Monday, May 18, 2020 / by Vanessa Saunders
From Vanessa Saunders, MBA, MIMC , Broker Owner, Global Property Systems Real Estate.
This weekend, one of our agents received an unusual phone call about one of our listings. What that caller told her set off all kinds of red scam-flags. The caller said she was interested in a rental of ours she saw on Craig's List. (Flag one - we never use Craig's List, EVER.) She had called the number on the Craig's List ad and spoken with a gentleman who claimed she could see the property but had to put down a $1,000 deposit. (Flag two - we don't require deposits to view a property.) Our caller thought something was odd about it, so she called our agent. (Flag three - if it doesn't pass your smell-test, it probably isn't legit. And this one stank to high heaven.)
As long as there has been real estate, there have been scammers trying to take advantage of buyers, sellers, landlords and renters. With COVID-19's slowing down of personal property viewings and interactions between parties, it has become even more difficult to tell transactions from transgressions.
Scammers take advantage of social distancing practices as excuses for not letting people see a property before asking for a deposit or personal financial information. According to the Better Business Bureau, a majority of people who run into real estate scams do not fall for them. But of those who do take the bait, one in three will lose more than $1,000.
The BBB offers these four ways you can protect yourself from real estate scams:
1. Watch out for deals that are too good to be true.

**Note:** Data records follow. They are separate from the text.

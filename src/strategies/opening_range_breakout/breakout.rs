use chrono::DateTime;
use chrono_tz::Tz;

use super::bars::BarSeries;
use super::range::OpeningRange;

/// 区间结束后第一根收盘价突破区间高点的K线
#[derive(Debug, Clone, PartialEq)]
pub struct BreakoutEvent {
    pub timestamp: DateTime<Tz>,
    pub close: f64,
    pub high: f64,
}

/// 严格大于区间高点才算突破，只取最早的一根
pub fn detect_breakout(
    series: &BarSeries,
    range_end: &DateTime<Tz>,
    range: &OpeningRange,
) -> Option<BreakoutEvent> {
    series
        .from_time(range_end)
        .iter()
        .find(|bar| bar.close > range.high)
        .map(|bar| BreakoutEvent {
            timestamp: bar.timestamp,
            close: bar.close,
            high: bar.high,
        })
}
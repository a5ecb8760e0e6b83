// 工具模块 - 日志、通知与订单ID
pub mod order_id;
pub mod unified_logger;
pub mod webhook;

pub use order_id::OrderIdGenerator;
pub use unified_logger::{init_strategy_logger, LogConfig};
pub use webhook::{build_notifier, LogNotifier, NotificationConfig, Notifier, WebhookNotifier};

Low prices, attractive amenities, a great location etc. Check Google Maps to be sure the address actually exists and to see if the property is listed somewhere else. And don't use Craig's List to find a home. EVER.
2. Look for the same listing in another city.

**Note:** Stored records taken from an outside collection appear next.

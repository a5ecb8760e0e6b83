use async_trait::async_trait;
use sqlx::sqlite::{SqliteConnectOptions, SqlitePoolOptions};
use sqlx::SqlitePool;
use std::str::FromStr;
use std::time::Duration;

use super::SymbolStore;
use crate::core::error::OrbError;

/// 初始化时写入的策略
const SEEDED_STRATEGIES: [&str; 2] = ["opening_range_breakout", "opening_range_breakdown"];

/// 基于SQLite的交易对仓库（stock / strategy / stock_strategy 三张表）
#[derive(Debug, Clone)]
pub struct SqliteSymbolStore {
    pool: SqlitePool,
}

impl SqliteSymbolStore {
    /// 连接数据库，文件不存在时自动创建
    pub async fn connect(database_url: &str) -> Result<Self, OrbError> {
        let options = SqliteConnectOptions::from_str(database_url)?
            .create_if_missing(true)
            .busy_timeout(Duration::from_secs(10))
            .foreign_keys(true);

        // 内存库每个连接都是独立的数据库，只能用单连接
        let max_connections = if database_url.contains(":memory:") { 1 } else { 4 };

        let pool = SqlitePoolOptions::new()
            .max_connections(max_connections)
            .connect_with(options)
            .await?;

        Ok(Self { pool })
    }

    /// 建表并写入默认策略，可重复执行
    pub async fn init_schema(&self) -> Result<(), OrbError> {
        let statements = [
            r#"
            CREATE TABLE IF NOT EXISTS stock (
                id INTEGER PRIMARY KEY,
                symbol TEXT NOT NULL UNIQUE,
                name TEXT NOT NULL,
                exchange TEXT NOT NULL
            )
            "#,
            r#"
            CREATE TABLE IF NOT EXISTS strategy (
                id INTEGER PRIMARY KEY,
                name TEXT NOT NULL
            )
            "#,
            r#"
            CREATE TABLE IF NOT EXISTS stock_strategy (
                stock_id INTEGER NOT NULL,
                strategy_id INTEGER NOT NULL,
                FOREIGN KEY (stock_id) REFERENCES stock (id),
                FOREIGN KEY (strategy_id) REFERENCES strategy (id)
            )
            "#,
        ];

        for statement in statements {
            sqlx::query(statement).execute(&self.pool).await?;
        }

        for name in SEEDED_STRATEGIES {
            sqlx::query(
                "INSERT INTO strategy (name) SELECT ?1 WHERE NOT EXISTS (SELECT 1 FROM strategy WHERE name = ?1)",
            )
            .bind(name)
            .execute(&self.pool)
            .await?;
        }

        Ok(())
    }

    /// 新增股票，已存在则返回原有ID
    pub async fn add_stock(&self, symbol: &str, name: &str, exchange: &str) -> Result<i64, OrbError> {
        sqlx::query("INSERT OR IGNORE INTO stock (symbol, name, exchange) VALUES (?1, ?2, ?3)")
            .bind(symbol)
            .bind(name)
            .bind(exchange)
            .execute(&self.pool)
            .await?;

        let id: i64 = sqlx::query_scalar("SELECT id FROM stock WHERE symbol = ?1")
            .bind(symbol)
            .fetch_one(&self.pool)
            .await?;
        Ok(id)
    }

    /// 把股票分配给策略
    pub async fn assign_strategy(&self, symbol: &str, strategy_name: &str) -> Result<(), OrbError> {
        let strategy_id = self.strategy_id(strategy_name).await?.ok_or_else(|| {
            OrbError::Config(format!("策略不存在: {}", strategy_name))
        })?;

        let stock_id: Option<i64> = sqlx::query_scalar("SELECT id FROM stock WHERE symbol = ?1")
            .bind(symbol)
            .fetch_optional(&self.pool)
            .await?;
        let stock_id =
            stock_id.ok_or_else(|| OrbError::Config(format!("股票不存在: {}", symbol)))?;

        sqlx::query(
            r#"
            INSERT INTO stock_strategy (stock_id, strategy_id)
            SELECT ?1, ?2
            WHERE NOT EXISTS (
                SELECT 1 FROM stock_strategy WHERE stock_id = ?1 AND strategy_id = ?2
            )
            "#,
        )
        .bind(stock_id)
        .bind(strategy_id)
        .execute(&self.pool)
        .await?;

        Ok(())
    }

    async fn strategy_id(&self, strategy_name: &str) -> Result<Option<i64>, OrbError> {
        let id = sqlx::query_scalar("SELECT id FROM strategy WHERE name = ?1 ORDER BY id LIMIT 1")
            .bind(strategy_name)
            .fetch_optional(&self.pool)
            .await?;
        Ok(id)
    }
}

#[async_trait]
impl SymbolStore for SqliteSymbolStore {
    async fn list_symbols_for_strategy(&self, strategy_name: &str) -> Result<Vec<String>, OrbError> {
        let strategy_id = self.strategy_id(strategy_name).await?.ok_or_else(|| {
            OrbError::Config(format!("策略不存在: {}", strategy_name))
        })?;

        let symbols: Vec<String> = sqlx::query_scalar(
            r#"
            SELECT stock.symbol
            FROM stock
            JOIN stock_strategy ON stock_strategy.stock_id = stock.id
            WHERE stock_strategy.strategy_id = ?1
            ORDER BY stock.symbol
            "#,
        )
        .bind(strategy_id)
        .fetch_all(&self.pool)
        .await?;

        // 加密货币交易对（含 /）不属于股票策略
        Ok(symbols.into_iter().filter(|s| !s.contains('/')).collect())
    }
}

See if you find that exact same address, that exact same phone number or that exact same email. That’s a big red flag that this is a scammer who’s plugging that same information into different ads to see who falls for the bait.

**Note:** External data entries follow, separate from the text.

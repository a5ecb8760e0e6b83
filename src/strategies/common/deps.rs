use std::sync::Arc;

use crate::core::broker::Broker;
use crate::core::error::OrbError;
use crate::storage::SymbolStore;
use crate::utils::webhook::{LogNotifier, Notifier};

/// 统一的策略依赖容器
#[derive(Clone)]
pub struct StrategyDeps {
    pub broker: Arc<dyn Broker>,
    pub store: Arc<dyn SymbolStore>,
    pub notifier: Arc<dyn Notifier>,
}

impl StrategyDeps {
    pub fn builder() -> StrategyDepsBuilder {
        StrategyDepsBuilder::default()
    }
}

/// 构建策略依赖的辅助结构
#[derive(Default)]
pub struct StrategyDepsBuilder {
    broker: Option<Arc<dyn Broker>>,
    store: Option<Arc<dyn SymbolStore>>,
    notifier: Option<Arc<dyn Notifier>>,
}

impl StrategyDepsBuilder {
    pub fn with_broker(mut self, broker: Arc<dyn Broker>) -> Self {
        self.broker = Some(broker);
        self
    }

    pub fn with_store(mut self, store: Arc<dyn SymbolStore>) -> Self {
        self.store = Some(store);
        self
    }

    pub fn with_notifier(mut self, notifier: Arc<dyn Notifier>) -> Self {
        self.notifier = Some(notifier);
        self
    }

    /// 未设置通知器时只写日志
    pub fn build(self) -> Result<StrategyDeps, OrbError> {
        let broker = self
            .broker
            .ok_or_else(|| OrbError::Config("StrategyDeps 缺少 broker".to_string()))?;
        let store = self
            .store
            .ok_or_else(|| OrbError::Config("StrategyDeps 缺少 store".to_string()))?;
        let notifier = self.notifier.unwrap_or_else(|| Arc::new(LogNotifier));

        Ok(StrategyDeps {
            broker,
            store,
            notifier,
        })
    }
}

3. Visit the property in person whenever possible.
Even with COVID-19 rules, it is possible to walk through properties unaccompanied by a Realtor. Your agent can contact the owner and set up a solo walk-through, or use Skype, Facetime or Zoom to give you a look around and confirm the property is legit.
4. Never give in to up front money or banking information requests.
Our caller got it right when she suspected the "owner" she spoke with sounded fishy.
Global Property Systems says:
If you do encounter a scam in progress, contact the FBI’s Internet Crime Complaint Center. Internet scams constitute a federal crime, so don't hesitate to bring in the big boys, however trivial or outrageously bogus the scam might be.